Deaf in the Desert

Deaf in The Desert

A review of Nilah Magruder’s M. F. K. (Insight Comics, 2017)

By Derek Newman-Stille

Nilah Magruder’s M.F.K. Is another comic that features the trope of the lone Deaf person in a hearing world. Magruder emphasises the image of Deaf isolation by opening her comic with her character Abbie wandering alone and lost in the desert because the creature she was riding through the sand dunes had just died. She is discovered in the desert by hearing people Jaime and his grandfather and brought back to a village that is resistant to outsiders.

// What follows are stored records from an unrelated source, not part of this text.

//! Sweep coordinator.
//!
//! Drives the two stages through the transmitter/receiver position grid,
//! captures one matrix per pair and hands each to the archive writer without
//! waiting for it. Motion and capture run strictly in sequence on the calling
//! task; archive writes overlap with them and are joined before the archive
//! is closed.
//!
//! # Sweep
//!
//! ```text
//! initialize stages, small stage to its initial offset
//! for s in 1..=sources
//!     s > 1: large stage one step
//!     for r in 1..=receivers
//!         r > 1: small stage one step
//!         capture (s, r), dispatch archive write
//!     small stage back to its sub-home
//! small stage back by -offset, large stage back to its start
//! drain writes, close archive
//! ```
//!
//! An abort (operator signal, command failure, acquisition timeout) stops new
//! moves and captures at the next check point. The return moves, the drain
//! and the archive close still happen, so the archive always holds a
//! consistent subset of the grid.

use crate::config::{MotionConfig, ScanConfig};
use crate::error::{AppResult, ScanError};
use crate::experiment::state::{SweepPosition, SweepState};
use crate::experiment::summary::{FailedWrite, ScanSummary};
use crate::hardware::acquisition::AcquisitionTrigger;
use crate::hardware::motion::{self, Actuator, MotionController};
use crate::storage::archive::{EntryKey, ScanMetadata};
use crate::storage::channel_map::{AcqMode, ChannelFiles};
use crate::storage::writer::{ArchiveHandle, DrainReport, WriteGroup};
use chrono::{DateTime, Local};
use std::collections::BTreeSet;
use std::path::PathBuf;
use std::sync::Arc;
use std::time::Duration;
use tokio::sync::watch;
use tokio::time::Instant;
use tracing::{debug, error, info, instrument, warn};

/// Cloneable abort flag.
///
/// Once raised it stays raised. Every clone observes the same flag.
#[derive(Clone, Debug)]
pub struct AbortSignal {
    tx: Arc<watch::Sender<bool>>,
}

impl Default for AbortSignal {
    fn default() -> Self {
        Self::new()
    }
}

impl AbortSignal {
    /// Signal that has not been raised.
    pub fn new() -> Self {
        let (tx, _rx) = watch::channel(false);
        Self { tx: Arc::new(tx) }
    }

    /// Ask the sweep to stop at its next check point.
    pub fn raise(&self) {
        if !self.tx.send_replace(true) {
            info!("Abort requested");
        }
    }

    /// Whether [`raise`](Self::raise) has been called.
    pub fn is_raised(&self) -> bool {
        *self.tx.borrow()
    }

    /// Resolve once the signal is raised.
    pub async fn raised(&self) {
        let mut rx = self.tx.subscribe();
        if rx.wait_for(|raised| *raised).await.is_err() {
            // Unreachable while `self` holds the sender
            std::future::pending::<()>().await;
        }
    }
}
//! Custom error types for the scan controller.
//!
//! This module defines the primary error type, `ScanError`, for the entire crate.
//! Using the `thiserror` crate, it provides a centralized and consistent way to handle
//! the failure modes of a scan, from configuration problems to motor communication,
//! acquisition and archival errors.
//!
//! ## Error Hierarchy
//!
//! - **`CommandFailed`**: A motion endpoint did not acknowledge a command, timed out,
//!   or answered with a controller error code. Aborts the remaining sweep.
//! - **`AcquisitionTimeout`**: The acquisition engine's busy indicator never cleared
//!   within the configured bound. Aborts the remaining sweep.
//! - **`Engine`**: The acquisition engine could not be started or its matrix fetched.
//! - **`DuplicateEntry`**: An archive entry was submitted twice for the same pair.
//! - **`ArchivalWriteFailed`**: I/O or structural failure while writing one entry.
//!   Recorded as a missing entry; sibling writes continue.
//! - **`Archive`**: The archive container itself could not be created, annotated or closed.
//! - **`Config`** / **`Configuration`**: Configuration extraction and semantic validation.
//! - **`Aborted`**: The operator raised the abort signal.
//!
//! By using `#[from]`, `ScanError` can be created from underlying error types,
//! so the `?` operator works across I/O, CSV and configuration boundaries.

use crate::hardware::motion::Actuator;
use crate::storage::archive::EntryKey;
use std::time::Duration;
use thiserror::Error;

/// Convenience alias for results using the crate error type.
pub type AppResult<T> = std::result::Result<T, ScanError>;

/// Every failure a scan can surface.
#[derive(Error, Debug)]
pub enum ScanError {
    /// Motion endpoint rejected or never acknowledged a command.
    #[error("{actuator} actuator command '{command}' failed: {reason}")]
    CommandFailed {
        /// Actuator the command was addressed to
        actuator: Actuator,
        /// Command text without terminator
        command: String,
        /// What was wrong with the acknowledgment
        reason: String,
    },

    /// Busy indicator did not clear within the configured bound.
    #[error("acquisition for {key} did not complete within {waited:?}")]
    AcquisitionTimeout {
        /// Pair being captured
        key: EntryKey,
        /// Time spent waiting for the busy indicator
        waited: Duration,
    },

    /// Acquisition engine failure other than a timeout.
    #[error("acquisition engine error: {0}")]
    Engine(String),

    /// Archive entry already exists for this pair.
    #[error("archive entry {key} already exists")]
    DuplicateEntry {
        /// Pair that was submitted twice
        key: EntryKey,
    },

    /// Writing one archive entry failed.
    #[error("failed to archive {key}: {reason}")]
    ArchivalWriteFailed {
        /// Pair whose entry is missing
        key: EntryKey,
        /// Underlying failure
        reason: String,
    },

    /// Archive container level failure (create, metadata, close).
    #[error("archive error: {0}")]
    Archive(String),

    /// Malformed entry key or matrix.
    #[error("invalid archive entry: {0}")]
    InvalidEntry(String),

    /// Configuration could not be extracted from its sources.
    #[error("Configuration error: {0}")]
    Config(#[from] Box<figment::Error>),

    /// Configuration loaded but is not usable.
    #[error("Configuration validation error: {0}")]
    Configuration(String),

    /// Filesystem or process I/O.
    #[error("I/O error: {0}")]
    Io(#[from] std::io::Error),

    /// Channel-map file encoding.
    #[error("CSV error: {0}")]
    Csv(#[from] csv::Error),

    /// Operator requested an abort.
    #[error("scan aborted by operator")]
    Aborted,

    /// Operation needs a cargo feature this build lacks.
    #[error("Feature '{0}' is not enabled. Please build with --features {0}")]
    FeatureNotEnabled(String),
}

impl From<figment::Error> for ScanError {
    fn from(value: figment::Error) -> Self {
        ScanError::Config(Box::new(value))
    }
}

#[cfg(feature = "storage_hdf5")]
impl From<hdf5::Error> for ScanError {
    fn from(value: hdf5::Error) -> Self {
        ScanError::Archive(value.to_string())
    }
}

impl ScanError {
    /// Wrap an arbitrary failure as a write failure for `key`.
    pub fn write_failed(key: EntryKey, reason: impl std::fmt::Display) -> Self {
        ScanError::ArchivalWriteFailed {
            key,
            reason: reason.to_string(),
        }
    }
}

However, the small, conservative village that Abbie finds herself in doesn’t discriminate against her because of her Deaf identity, rather they fear her because she has otherworldly powers. She is from a select group called Parasai, a small group of people who are capable of wielding special powers. Abbie finds herself at the centre of a conflict between various Parasai rogues and the villagers, and that sense of isolation is made even stronger as she realizes that she can’t fit in with either of them.

Rather than being culturally Deaf, Abbie uses a hearing aid, which serves as a contrast to the rest of the world that Magruder creates that doesn’t seem to be technologically advanced enough to produce a hearing aid. Yet, somehow one of the villagers is able to fix her hearing aid without having any knowledge of the technology or what it does.

M. F. K. Is a comic of complexities and uncertainties, exploring ideas of social isolation and rejection.